Nuhad Wadih Haddad, known as Fairouz in the musical world, was married to Assi Rahbany and had his child "Ziad Rahbany", and a girl "Rima Rahbani".  The whole family involved in the musical life.
Born and raised in Lebanon, Fairuz began her musical career as a teenager. From chorus girl at the Lebanese radio station in the late 1940s, to critical and popular acclaim from the 1950's to today, Fairouz is acknowledged not only for her musical talent and contribution, but also as an important cultural member

Assi and Mansour Rahbani wrote the lyrics and composed her tunes. Today, many of her songs reflect the composing talent of Ziad Rahbani Her songs testify to the Rahbani musical genius, as well as to Feyruz's broad musical background. Together, the Rahbani family is both a school of music and a cultural phenomenon.

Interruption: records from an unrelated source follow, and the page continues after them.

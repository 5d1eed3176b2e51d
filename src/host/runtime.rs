// Copyright (c) 2025 Steve Wagner (ciroque@live.com)
// SPDX-License-Identifier: MIT

//! The embeddable host: one engine, any number of loaded modules.
//!
//! ```no_run
//! use wasm_invoker::config::EngineConfig;
//! use wasm_invoker::host::{InvocationRequest, WasmHost};
//!
//! let host = WasmHost::from_config(&EngineConfig::default())?;
//! let module = host.load_file("math.wasm")?;
//! let result = host.call_once(&module, &InvocationRequest::new("add", ["2", "3"]));
//! println!("{:?}", result);
//! # Ok::<(), wasm_invoker::errors::HostError>(())
//! ```

use crate::config::EngineConfig;
use crate::errors::{HostError, HostResult};
use crate::host::descriptor::ModuleDescriptor;
use crate::host::engine::WasmtimeEngine;
use crate::host::loader::load_module_bytes;
use crate::host::pipeline::{self, InvocationRequest, InvocationResult, Stage};
use crate::observability::messages::module::{
    DescriptorParsed, ModuleCompiled, ModuleLoadFailed, UnsatisfiedImports,
};
use crate::traits::engine::{EngineFault, ExecutionEngine};
use std::path::Path;
use std::sync::Arc;

/// A module that has been parsed and compiled, ready to instantiate.
///
/// Immutable; clone it freely to share between threads.
pub struct LoadedModule<E: ExecutionEngine> {
    source: Arc<str>,
    descriptor: Arc<ModuleDescriptor>,
    module: E::Module,
}

impl<E: ExecutionEngine> Clone for LoadedModule<E> {
    fn clone(&self) -> Self {
        Self {
            source: Arc::clone(&self.source),
            descriptor: Arc::clone(&self.descriptor),
            module: self.module.clone(),
        }
    }
}

impl<E: ExecutionEngine> LoadedModule<E> {
    pub fn source(&self) -> &str {
        &self.source
    }

    pub fn descriptor(&self) -> &ModuleDescriptor {
        &self.descriptor
    }

    pub fn compiled(&self) -> &E::Module {
        &self.module
    }
}

pub struct WasmHost<E: ExecutionEngine = WasmtimeEngine> {
    engine: Arc<E>,
    max_module_bytes: usize,
}

impl<E: ExecutionEngine> Clone for WasmHost<E> {
    fn clone(&self) -> Self {
        Self {
            engine: Arc::clone(&self.engine),
            max_module_bytes: self.max_module_bytes,
        }
    }
}

impl WasmHost<WasmtimeEngine> {
    /// Creates a host backed by wasmtime with the given sandbox limits.
    pub fn from_config(config: &EngineConfig) -> HostResult<Self> {
        let engine = WasmtimeEngine::new(config)?;
        Ok(Self::with_engine(engine, config.get_max_module_bytes()))
    }
}

impl<E: ExecutionEngine> WasmHost<E> {
    pub fn with_engine(engine: E, max_module_bytes: usize) -> Self {
        Self {
            engine: Arc::new(engine),
            max_module_bytes,
        }
    }

    pub fn engine(&self) -> &E {
        &self.engine
    }

    /// Reads, parses and compiles the module at `path`.
    pub fn load_file<P: AsRef<Path>>(&self, path: P) -> HostResult<LoadedModule<E>> {
        let path = path.as_ref();
        let bytes = load_module_bytes(path, self.max_module_bytes)?;
        self.load_bytes(&path.display().to_string(), &bytes)
    }

    /// Parses and compiles an in-memory module binary.
    ///
    /// The descriptor is built first, so malformed input is reported as a
    /// `ParseError` before the engine sees it.
    pub fn load_bytes(&self, source: &str, bytes: &[u8]) -> HostResult<LoadedModule<E>> {
        self.try_load(source, bytes).map_err(|error| {
            tracing::error!(
                "{}",
                ModuleLoadFailed {
                    source,
                    error: &error,
                }
            );
            error
        })
    }

    fn try_load(&self, source: &str, bytes: &[u8]) -> HostResult<LoadedModule<E>> {
        if bytes.len() > self.max_module_bytes {
            return Err(HostError::ModuleTooLarge {
                size: bytes.len(),
                max: self.max_module_bytes,
            });
        }

        let descriptor = ModuleDescriptor::parse(bytes)?;
        tracing::debug!(
            "{}",
            DescriptorParsed {
                source,
                export_count: descriptor.exports().len(),
                import_count: descriptor.imports().len(),
            }
        );
        if !descriptor.imports().is_empty() {
            tracing::warn!(
                "{}",
                UnsatisfiedImports {
                    source,
                    import_count: descriptor.imports().len(),
                }
            );
        }

        let module = self.engine.compile(bytes)?;
        tracing::debug!(
            "{}",
            ModuleCompiled {
                source,
                engine_export_count: self.engine.list_exports(&module).len(),
            }
        );

        Ok(LoadedModule {
            source: Arc::from(source),
            descriptor: Arc::new(descriptor),
            module,
        })
    }

    /// Creates a fresh instance of `module`.
    pub fn instantiate(&self, module: &LoadedModule<E>) -> Result<E::Instance, EngineFault> {
        self.engine.instantiate(&module.module)
    }

    /// Runs one invocation on an existing instance.
    ///
    /// Guest state (memory, globals) persists across calls on the same
    /// instance, including after a trap.
    pub fn call(
        &self,
        module: &LoadedModule<E>,
        instance: &mut E::Instance,
        request: &InvocationRequest,
    ) -> InvocationResult {
        pipeline::run(&*self.engine, &module.descriptor, instance, request)
    }

    /// Runs one invocation on a fresh instance.
    ///
    /// A start function that traps yields `Trapped`; failing to instantiate
    /// yields `Failed` at the `Loaded` stage.
    pub fn call_once(
        &self,
        module: &LoadedModule<E>,
        request: &InvocationRequest,
    ) -> InvocationResult {
        match self.instantiate(module) {
            Ok(mut instance) => self.call(module, &mut instance, request),
            Err(EngineFault::Trap(kind)) => InvocationResult::Trapped(kind),
            Err(EngineFault::Error(error)) => InvocationResult::failed(Stage::Loaded, error),
        }
    }
}
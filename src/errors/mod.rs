// Copyright (c) 2025 Steve Wagner (ciroque@live.com)
// SPDX-License-Identifier: MIT

mod host;
mod parse;

pub use host::{HostError, HostResult};
pub use parse::ParseError;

For the girl who loved to sing to her friends and neighbors in the little village, it was an overwhelming experience when, in 1957, Lebanon's President Chamoun presented Fairuz with the "Cavalier", the highest medal ever conferred on a Lebanese Artist. In 1969 a memorial Lebanese stamp was issued in her name. Meeting royalty, once an experience she had expected to encounter only in the fairy tales of her childhood, has become a reality for her. She is routinely welcomed, greeted, received, and honored by today's world leaders. In 1963, King Hussein of Jordan presented her with the Medal of Honor, followed by his Majesty's Gold Medal in 1975. In 1981, while touring in the U.S., Senators, Governors and Mayors of various cities honored her.

... FAIRUZ, the most famous Lebanese singer in the Arab world, born on November 21, 1935. Fairuz has headlined at the most prestigious venues in the world including the Albert Hall, Carnegie Hall, Lincoln Center, and Salle Pleyel, among many others.

When she was young Fleifel was presenting a group of songs sung by Fairuz among others, the head of the music department at the Lebanese Radio Station, Halim al-Rumi, happened to hear Fairuz at the recording room and asked to see her. He asked her to sing something for him other than hymns. She thereupon sang Ya Zahratan Fi Khayali by Farid al-Atrash, and Mawwal by Asmahan. Al-Rumi was deeply impressed by her voice, which was typically Eastern and at the same time flexible enough to render a Western mode admirably. She was appointed as a chorus singer at the radio station in Beirut.
Her first song was composed by Halim al-Rumi, with words by Michael Awadh. The second one, In an Atmosphere of Magic and Beauty, was in the Egyptian dialect. Al-Rumi, so excited about the talent he had discovered, introduced Fairuz to Assi Rahbani, a policeman by profession and an aspiring composer who was already aware of the talented new voice and anxious to meet Fairuz.

On October 1, 1951, a decisive day in the life of Fairuz and the two Rahbani brothers, Assi and Mansour. They believed that this was the true beginning of the dance-song in Arab music; only Midhat Assim, an Egyptian composer, had been experimenting in this direction before.

The watershed song that launched their career was not a dance-song but a melancholic song called Itab (expostulation). Overnight, Itab established Fairuz as a major singer throughout the Arab world. One of the reasons for the song's success was the excellence of the equipment at the Damascus radio station where the song was recorded on November 12, 1952. Later a commercial disc was cut in Paris.
In the summer of 1957, she faced an audience in the open for the first time, standing at the base of one of the six columns that comprise the temple of Jupiter in Baalbeck. It was the largest audience that had ever gathered at the Roman temple. Under a crescent moon, Fairuz, flooded with blue light, began to sing in a calm, confident voice, Lubnan Ya Akhdar Hilo (O Green, Beautiful Lebanon). People were spellbound; it was a magical moment.

Yet to Fairuz, all the official acclaim and recognition that she has received over the years does not parallel the joy she experiences as she sings in a crowd. To her, singing is not merely a perfected profession, but a way of life. The Fairuz of today, like the Fairuz of yesterday, continues to attend mass in the village church at Antilias. There, every year, during Holy Week she sings to the devout villagers with a dedication that perhaps is equaled only by their simple piety.